Task prompt:
Each record in the listing below is to be duplicated exactly.

*** Opening of The input ***

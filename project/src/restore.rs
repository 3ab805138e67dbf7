//! Decides whether a project's package references are satisfied by its
//! restore lock file (`project.assets.json`), without running a restore.

use std::collections::HashMap;
use std::path::Path;

use serde::Deserialize;

use projsys_types::{PackageReference, ProjectFileInfo};

use crate::version::{self, NuGetVersion};

#[derive(Debug, Clone, PartialEq, Eq)]
pub enum RestoreCheck {
    NotNeeded,
    Needed { unresolved: Vec<PackageReference> },
}

impl RestoreCheck {
    #[must_use]
    pub fn is_needed(&self) -> bool {
        matches!(self, Self::Needed { .. })
    }
}

#[derive(Deserialize)]
struct AssetsFile {
    #[serde(default)]
    libraries: HashMap<String, serde_json::Value>,
}

/// Library name (lowercased) to every version recorded for it.
type LockedLibraries = HashMap<String, Vec<NuGetVersion>>;

/// Compare `new` against `previous` and, when the dependency picture changed,
/// check the lock file on disk.
pub async fn check_unresolved_dependencies(
    new: &ProjectFileInfo,
    previous: Option<&ProjectFileInfo>,
) -> RestoreCheck {
    if let Some(previous) = previous
        && !dependencies_changed(new, previous)
    {
        return RestoreCheck::NotNeeded;
    }

    let Some(assets_path) = new.project_assets_file_path.as_deref() else {
        // Nothing to verify against; only package-less projects are fine.
        return if new.package_references.is_empty() {
            RestoreCheck::NotNeeded
        } else {
            RestoreCheck::Needed {
                unresolved: new.package_references.clone(),
            }
        };
    };

    let Some(locked) = read_lock_file(&new.file_path, assets_path).await else {
        return RestoreCheck::Needed {
            unresolved: new.package_references.clone(),
        };
    };

    let unresolved: Vec<PackageReference> = new
        .package_references
        .iter()
        .filter(|reference| !is_resolved(reference, &locked))
        .cloned()
        .collect();

    if unresolved.is_empty() {
        RestoreCheck::NotNeeded
    } else {
        let names: Vec<String> = unresolved.iter().map(ToString::to_string).collect();
        tracing::info!(
            project = %new.file_path.display(),
            unresolved = %names.join(", "),
            "project has unresolved package references"
        );
        RestoreCheck::Needed { unresolved }
    }
}

pub async fn has_unresolved_dependencies(
    new: &ProjectFileInfo,
    previous: Option<&ProjectFileInfo>,
) -> bool {
    check_unresolved_dependencies(new, previous)
        .await
        .is_needed()
}

fn dependencies_changed(new: &ProjectFileInfo, previous: &ProjectFileInfo) -> bool {
    new.target_framework != previous.target_framework
        || new.package_references.len() != previous.package_references.len()
        || new
            .package_references
            .iter()
            .any(|r| !previous.package_references.contains(r))
}

fn is_resolved(reference: &PackageReference, locked: &LockedLibraries) -> bool {
    locked
        .get(&reference.name.to_lowercase())
        .is_some_and(|versions| version::range_accepts_any(&reference.version_range, versions))
}

async fn read_lock_file(project: &Path, assets_path: &Path) -> Option<LockedLibraries> {
    let bytes = match tokio::fs::read(assets_path).await {
        Ok(bytes) => bytes,
        Err(e) => {
            tracing::info!(
                project = %project.display(),
                assets = %assets_path.display(),
                "restore lock file unavailable: {e}"
            );
            return None;
        }
    };
    let assets: AssetsFile = match serde_json::from_slice(&bytes) {
        Ok(assets) => assets,
        Err(e) => {
            tracing::warn!(
                assets = %assets_path.display(),
                "restore lock file is malformed: {e}"
            );
            return None;
        }
    };

    let mut locked = LockedLibraries::new();
    for key in assets.libraries.keys() {
        let Some((name, version)) = key.split_once('/') else {
            continue;
        };
        if let Ok(version) = version.parse() {
            locked.entry(name.to_lowercase()).or_default().push(version);
        }
    }
    Some(locked)
}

*** Close of The input ***

Task result:
filename project/src/restore.rs
repository 3ab805138e67dbf7
//! Decides whether a project's package references are satisfied by its
//! restore lock file (`project.assets.json`), without running a restore.

use std::collections::HashMap;
use std::path::Path;

use serde::Deserialize;

use projsys_types::{PackageReference, ProjectFileInfo};

use crate::version::{self, NuGetVersion};

#[derive(Debug, Clone, PartialEq, Eq)]
pub enum RestoreCheck {
    NotNeeded,
    Needed { unresolved: Vec<PackageReference> },
}

impl RestoreCheck {
    #[must_use]
    pub fn is_needed(&self) -> bool {
        matches!(self, Self::Needed { .. })
    }
}

#[derive(Deserialize)]
struct AssetsFile {
    #[serde(default)]
    libraries: HashMap<String, serde_json::Value>,
}

/// Library name (lowercased) to every version recorded for it.
type LockedLibraries = HashMap<String, Vec<NuGetVersion>>;

/// Compare `new` against `previous` and, when the dependency picture changed,
/// check the lock file on disk.
pub async fn check_unresolved_dependencies(
    new: &ProjectFileInfo,
    previous: Option<&ProjectFileInfo>,
) -> RestoreCheck {
    if let Some(previous) = previous
        && !dependencies_changed(new, previous)
    {
        return RestoreCheck::NotNeeded;
    }

    let Some(assets_path) = new.project_assets_file_path.as_deref() else {
        // Nothing to verify against; only package-less projects are fine.
        return if new.package_references.is_empty() {
            RestoreCheck::NotNeeded
        } else {
            RestoreCheck::Needed {
                unresolved: new.package_references.clone(),
            }
        };
    };

    let Some(locked) = read_lock_file(&new.file_path, assets_path).await else {
        return RestoreCheck::Needed {
            unresolved: new.package_references.clone(),
        };
    };

    let unresolved: Vec<PackageReference> = new
        .package_references
        .iter()
        .filter(|reference| !is_resolved(reference, &locked))
        .cloned()
        .collect();

    if unresolved.is_empty() {
        RestoreCheck::NotNeeded
    } else {
        let names: Vec<String> = unresolved.iter().map(ToString::to_string).collect();
        tracing::info!(
            project = %new.file_path.display(),
            unresolved = %names.join(", "),
            "project has unresolved package references"
        );
        RestoreCheck::Needed { unresolved }
    }
}

pub async fn has_unresolved_dependencies(
    new: &ProjectFileInfo,
    previous: Option<&ProjectFileInfo>,
) -> bool {
    check_unresolved_dependencies(new, previous)
        .await
        .is_needed()
}

fn dependencies_changed(new: &ProjectFileInfo, previous: &ProjectFileInfo) -> bool {
    new.target_framework != previous.target_framework
        || new.package_references.len() != previous.package_references.len()
        || new
            .package_references
            .iter()
            .any(|r| !previous.package_references.contains(r))
}

fn is_resolved(reference: &PackageReference, locked: &LockedLibraries) -> bool {
    locked
        .get(&reference.name.to_lowercase())
        .is_some_and(|versions| version::range_accepts_any(&reference.version_range, versions))
}

async fn read_lock_file(project: &Path, assets_path: &Path) -> Option<LockedLibraries> {
    let bytes = match tokio::fs::read(assets_path).await {
        Ok(bytes) => bytes,
        Err(e) => {
            tracing::info!(
                project = %project.display(),
                assets = %assets_path.display(),
                "restore lock file unavailable: {e}"
            );
            return None;
        }
    };
    let assets: AssetsFile = match serde_json::from_slice(&bytes) {
        Ok(assets) => assets,
        Err(e) => {
            tracing::warn!(
                assets = %assets_path.display(),
                "restore lock file is malformed: {e}"
            );
            return None;
        }
    };

    let mut locked = LockedLibraries::new();
    for key in assets.libraries.keys() {
        let Some((name, version)) = key.split_once('/') else {
            continue;
        };
        if let Ok(version) = version.parse() {
            locked.entry(name.to_lowercase()).or_default().push(version);
        }
    }
    Some(locked)
}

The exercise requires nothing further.